Ipswich Town
- Chairman: David Sheepshanks
- Manager: George Burley
- Stadium: Portman Road
- First Division: 3rd (promoted via play-offs)
- FA Cup: Third round
- League Cup: Second round
- Play-offs: Winners
- Top goalscorer: League: David Johnson (22) All: David Johnson (23)
- Highest home attendance: 21,908 (vs Walsall, 7 May 2000, First Division)
- Lowest home attendance: 14,383 (vs Southampton, 13 Dec 1999, FA Cup)
- Average home league attendance: 18,524
- ← 1998–992000–01 →

= 1999–2000 Ipswich Town F.C. season =

During the 1999–2000 English football season, Ipswich Town competed in the Football League First Division.

==Season summary==
Ipswich finished the season in third place in the First Division, missing out on the two automatic places for promotion to the Premiership and instead took part in the play-offs for the fourth year running, to determine the third promoted team. Ipswich finished two points behind Manchester City (who were promoted in second place) and four behind league winners Charlton Athletic.
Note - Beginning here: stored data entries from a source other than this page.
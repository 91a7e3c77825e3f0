// SPDX-License-Identifier: MPL-2.0
//! Deterministic collaborators for exercising the engine in tests.
//!
//! - [`ManualClock`] - virtual time that is both the [`Clock`] and the
//!   [`DismissalTimer`]; nothing happens until [`ManualClock::advance`]
//! - [`RecordingRenderer`] - records cues and holds exit completions
//! - [`FailingStorage`] - storage whose reads or writes always fail

use crate::clock::Clock;
use crate::error::StorageError;
use crate::notification::NotificationId;
use crate::presentation::{AnimationCue, AnimationRenderer, ExitCompletion};
use crate::storage::KeyValueStorage;
use crate::timer::{CancelHandle, DismissalTimer, TimerCallback};
use chrono::{DateTime, TimeDelta, Utc};
use parking_lot::Mutex;
use std::sync::atomic::{AtomicUsize, Ordering};
use std::time::Duration;

/// Start of virtual time: 2024-01-01T00:00:00Z.
const DEFAULT_START_SECS: i64 = 1_704_067_200;

struct PendingTimer {
    id: u64,
    deadline: Duration,
    on_fire: TimerCallback,
}

#[derive(Default)]
struct ManualState {
    elapsed: Duration,
    next_id: u64,
    pending: Vec<PendingTimer>,
}

/// Virtual clock and timer.
pub struct ManualClock {
    start: DateTime<Utc>,
    state: Mutex<ManualState>,
}

impl ManualClock {
    #[must_use]
    pub fn new() -> Self {
        Self::starting_at(DateTime::from_timestamp(DEFAULT_START_SECS, 0).unwrap_or_default())
    }

    #[must_use]
    pub fn starting_at(start: DateTime<Utc>) -> Self {
        Self {
            start,
            state: Mutex::new(ManualState::default()),
        }
    }

    /// Virtual time elapsed since construction.
    #[must_use]
    pub fn elapsed(&self) -> Duration {
        self.state.lock().elapsed
    }

    /// Number of armed timers that have neither fired nor been cancelled.
    #[must_use]
    pub fn pending_timers(&self) -> usize {
        self.state.lock().pending.len()
    }

    /// Moves time forward, firing every timer whose deadline is reached, in
    /// deadline order. Callbacks run without the clock locked and may arm or
    /// cancel other timers.
    pub fn advance(&self, by: Duration) {
        let target = {
            let mut state = self.state.lock();
            state.elapsed = state.elapsed.saturating_add(by);
            state.elapsed
        };

        while let Some(timer) = self.take_due(target) {
            (timer.on_fire)();
        }
    }

    fn take_due(&self, now: Duration) -> Option<PendingTimer> {
        let mut state = self.state.lock();
        let index = state
            .pending
            .iter()
            .enumerate()
            .filter(|(_, timer)| timer.deadline <= now)
            .min_by_key(|(_, timer)| (timer.deadline, timer.id))
            .map(|(index, _)| index)?;
        Some(state.pending.remove(index))
    }
}

impl Default for ManualClock {
    fn default() -> Self {
        Self::new()
    }
}

impl Clock for ManualClock {
    fn now(&self) -> DateTime<Utc> {
        let elapsed = TimeDelta::from_std(self.elapsed()).unwrap_or(TimeDelta::MAX);
        self.start
            .checked_add_signed(elapsed)
            .unwrap_or(DateTime::<Utc>::MAX_UTC)
    }
}

impl DismissalTimer for ManualClock {
    fn arm(&self, duration: Duration, on_fire: TimerCallback) -> CancelHandle {
        let mut state = self.state.lock();
        let id = state.next_id;
        state.next_id += 1;
        let deadline = state.elapsed.saturating_add(duration);
        state.pending.push(PendingTimer {
            id,
            deadline,
            on_fire,
        });
        CancelHandle::from_raw(id)
    }

    fn cancel(&self, handle: CancelHandle) {
        let removed = {
            let mut state = self.state.lock();
            let index = state
                .pending
                .iter()
                .position(|timer| timer.id == handle.raw());
            index.map(|index| state.pending.remove(index))
        };
        // Dropped outside the lock; the callback may own other handles.
        drop(removed);
    }
}

/// Renderer that records cues.
///
/// By default exit completions are held until [`complete_exits`](Self::complete_exits);
/// an [`auto_completing`](Self::auto_completing) renderer finishes every
/// exit immediately.
#[derive(Default)]
pub struct RecordingRenderer {
    auto_complete: bool,
    cues: Mutex<Vec<(NotificationId, AnimationCue)>>,
    completions: Mutex<Vec<ExitCompletion>>,
}

impl RecordingRenderer {
    #[must_use]
    pub fn new() -> Self {
        Self::default()
    }

    #[must_use]
    pub fn auto_completing() -> Self {
        Self {
            auto_complete: true,
            ..Self::default()
        }
    }

    /// Every cue received, in order.
    #[must_use]
    pub fn cues(&self) -> Vec<AnimationCue> {
        self.cues.lock().iter().map(|(_, cue)| *cue).collect()
    }

    /// Cues received for one notification.
    #[must_use]
    pub fn cues_for(&self, id: &NotificationId) -> Vec<AnimationCue> {
        self.cues
            .lock()
            .iter()
            .filter(|(cue_id, _)| cue_id == id)
            .map(|(_, cue)| *cue)
            .collect()
    }

    #[must_use]
    pub fn pending_exits(&self) -> usize {
        self.completions.lock().len()
    }

    /// Finishes every held exit animation. Returns how many were finished.
    pub fn complete_exits(&self) -> usize {
        let completions = std::mem::take(&mut *self.completions.lock());
        let count = completions.len();
        for completion in completions {
            completion.complete();
        }
        count
    }
}

impl AnimationRenderer for RecordingRenderer {
    fn on_enter_start(&self, id: &NotificationId) {
        self.cues.lock().push((id.clone(), AnimationCue::Enter));
    }

    fn on_exit_start(&self, id: &NotificationId, completion: ExitCompletion) {
        self.cues.lock().push((id.clone(), AnimationCue::Exit));
        if self.auto_complete {
            completion.complete();
        } else {
            self.completions.lock().push(completion);
        }
    }
}

/// Storage that fails on read, on write, or both.
#[derive(Debug, Default)]
pub struct FailingStorage {
    fail_reads: bool,
    fail_writes: bool,
    write_attempts: AtomicUsize,
}

impl FailingStorage {
    /// `get` fails; `set` is accepted and discarded.
    #[must_use]
    pub fn unreadable() -> Self {
        Self {
            fail_reads: true,
            ..Self::default()
        }
    }

    /// `get` finds nothing; `set` fails.
    #[must_use]
    pub fn unwritable() -> Self {
        Self {
            fail_writes: true,
            ..Self::default()
        }
    }

    #[must_use]
    pub fn write_attempts(&self) -> usize {
        self.write_attempts.load(Ordering::SeqCst)
    }
}

impl KeyValueStorage for FailingStorage {
    fn get(&self, _key: &str) -> Result<Option<String>, StorageError> {
        if self.fail_reads {
            return Err(StorageError::Read("storage offline".to_string()));
        }
        Ok(None)
    }

    fn set(&self, _key: &str, _value: &str) -> Result<(), StorageError> {
        self.write_attempts.fetch_add(1, Ordering::SeqCst);
        if self.fail_writes {
            return Err(StorageError::Write("storage is read-only".to_string()));
        }
        Ok(())
    }
}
On the final day of the league season Ipswich played Walsall, and won 2–0 with two goals from Ipswich's top scorer David Johnson, who finished the season with 22 goals. At one point, after his first goal, second place Manchester City were trailing to Blackburn, meaning that Ipswich would qualify for promotion automatically. However, this only lasted nine minutes, with City eventually scoring four goals to win the match and secure promotion.

In the play-off semi-finals, Ipswich faced sixth-placed Bolton Wanderers, who had beaten them in the semi-final the previous year. After a 2–2 draw in the first leg away at the Reebok Stadium, Ipswich won 5–3 at Portman Road, winning 7–5 on aggregate.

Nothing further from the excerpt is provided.